Solar heat in district heating complements classic gas-driven cogeneration plants. The collector field should deliver 80 000 MWh yearly and have a nominal power of 110 Megawatt. It should cover 20% of the heat demand in the district heating network of Silkeborg, and the complete summer load.The plant does not include a seasonal thermal energy storage, despite its dimensions. This leads to especially low heat costs and is enabled by the size of the city of Silkeborg, which has a high enough summer load to use all the solar heat directly when it is produced, explained Christian Stadler from collector manufacturer and general contractor Arcon/Sunmark: ‘We reach here scale effects that we do not know from previous projects. The bigger the solar plant is, the less influence the costs of the connection pipe have on the total costs. One is more flexible when looking for a suitable location.’
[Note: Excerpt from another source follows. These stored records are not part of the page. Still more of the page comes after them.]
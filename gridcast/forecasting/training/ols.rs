use ndarray::{s, Array1, Array2, ArrayView1, ArrayView2, Axis};

use crate::error::{ForecastError, ForecastResult};

/// Diagonal ridge added to the normal equations.
pub const RIDGE: f64 = 1e-8;

/// Fitted linear coefficients.
#[derive(Debug, Clone, PartialEq)]
pub struct LinearFit {
    /// One weight per input column.
    pub weights: Vec<f64>,
    /// Constant term.
    pub intercept: f64,
}

impl LinearFit {
    /// Evaluates the fit on one row.
    #[must_use]
    pub fn predict_row(&self, row: ArrayView1<'_, f64>) -> f64 {
        row.dot(&ArrayView1::from(&self.weights[..])) + self.intercept
    }
}

/// Least squares `y = intercept + x · w` via the normal equations.
///
/// The design matrix gains a leading column of ones; a tiny ridge keeps the
/// Gram matrix positive definite when a column is constant.
pub fn fit(x: ArrayView2<'_, f64>, y: ArrayView1<'_, f64>) -> ForecastResult<LinearFit> {
    let (rows, cols) = x.dim();
    if rows == 0 || rows != y.len() {
        return Err(ForecastError::Training(format!(
            "design matrix has {rows} rows for {} targets",
            y.len()
        )));
    }

    let mut design = Array2::<f64>::ones((rows, cols + 1));
    design.slice_mut(s![.., 1..]).assign(&x);
    let mut gram = design.t().dot(&design);
    gram.diag_mut().mapv_inplace(|value| value + RIDGE);
    let moment = design.t().dot(&y);

    let beta = solve_symmetric(&gram, &moment).ok_or_else(|| {
        ForecastError::Training("normal equations are not positive definite".into())
    })?;
    if beta.iter().any(|value| !value.is_finite()) {
        return Err(ForecastError::Training("non-finite coefficients".into()));
    }
    Ok(LinearFit {
        intercept: beta[0],
        weights: beta.slice(s![1..]).to_vec(),
    })
}

/// Cholesky solve of `a · x = b` for symmetric positive definite `a`.
fn solve_symmetric(a: &Array2<f64>, b: &Array1<f64>) -> Option<Array1<f64>> {
    let n = b.len();
    if n == 0 || a.dim() != (n, n) {
        return None;
    }
    let mut l = Array2::<f64>::zeros((n, n));
    for i in 0..n {
        for j in 0..=i {
            let partial = l.row(i).slice(s![..j]).dot(&l.row(j).slice(s![..j]));
            let sum = a[[i, j]] - partial;
            if i == j {
                if sum <= 0.0 {
                    return None;
                }
                l[[i, j]] = sum.sqrt();
            } else {
                l[[i, j]] = sum / l[[j, j]];
            }
        }
    }

    let mut forward = Array1::<f64>::zeros(n);
    for i in 0..n {
        let partial = l.row(i).slice(s![..i]).dot(&forward.slice(s![..i]));
        forward[i] = (b[i] - partial) / l[[i, i]];
    }
    let mut x = Array1::<f64>::zeros(n);
    for i in (0..n).rev() {
        let partial = l
            .index_axis(Axis(1), i)
            .slice(s![i + 1..])
            .dot(&x.slice(s![i + 1..]));
        x[i] = (forward[i] - partial) / l[[i, i]];
    }
    Some(x)
}

#[cfg(test)]
mod tests {
    use super::*;
    use ndarray::array;

    #[test]
    fn recovers_exact_linear_relationship() {
        let x = array![[0.0, 1.0], [1.0, 0.0], [2.0, 1.0], [3.0, 5.0], [4.0, 2.0]];
        let y: Array1<f64> = x
            .rows()
            .into_iter()
            .map(|row| 3.0 + 2.0 * row[0] - 0.5 * row[1])
            .collect();
        let fit = fit(x.view(), y.view()).unwrap();
        assert!((fit.intercept - 3.0).abs() < 1e-6);
        assert!((fit.weights[0] - 2.0).abs() < 1e-6);
        assert!((fit.weights[1] + 0.5).abs() < 1e-6);
        assert!((fit.predict_row(x.row(3)) - y[3]).abs() < 1e-6);
    }

    #[test]
    fn constant_column_gets_near_zero_weight() {
        let x = array![[0.0, 0.0], [1.0, 0.0], [2.0, 0.0], [3.0, 0.0]];
        let y = array![10.0, 12.0, 14.0, 16.0];
        let fit = fit(x.view(), y.view()).unwrap();
        assert!(fit.weights[1].abs() < 1e-6);
        assert!((fit.weights[0] - 2.0).abs() < 1e-6);
    }

    #[test]
    fn rejects_mismatched_shapes() {
        let x = array![[1.0], [2.0]];
        let y = array![1.0];
        assert_eq!(fit(x.view(), y.view()).unwrap_err().kind(), "TrainingError");
    }
}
The solar plant in Silkeborg is more than twice the size of the until now largest solar thermal plant of the world in Vojens, DK. The 70 000 m² plant there was planned by the international engineering office Rambøll and realized by Arcon/Sunmark in 2015, just like the plant currently under construction in Silkeborg.
Beside gas and solar thermal energy, wind electricity should supply an increasing part of the heat in the district heating network of Silkeborg. Because of the fast wind energy development in Denmark, times with electricity excess and consequently negative electricity prices are becoming more frequent so that power-to-heat, transforming renewable electricity in heat, is profitable.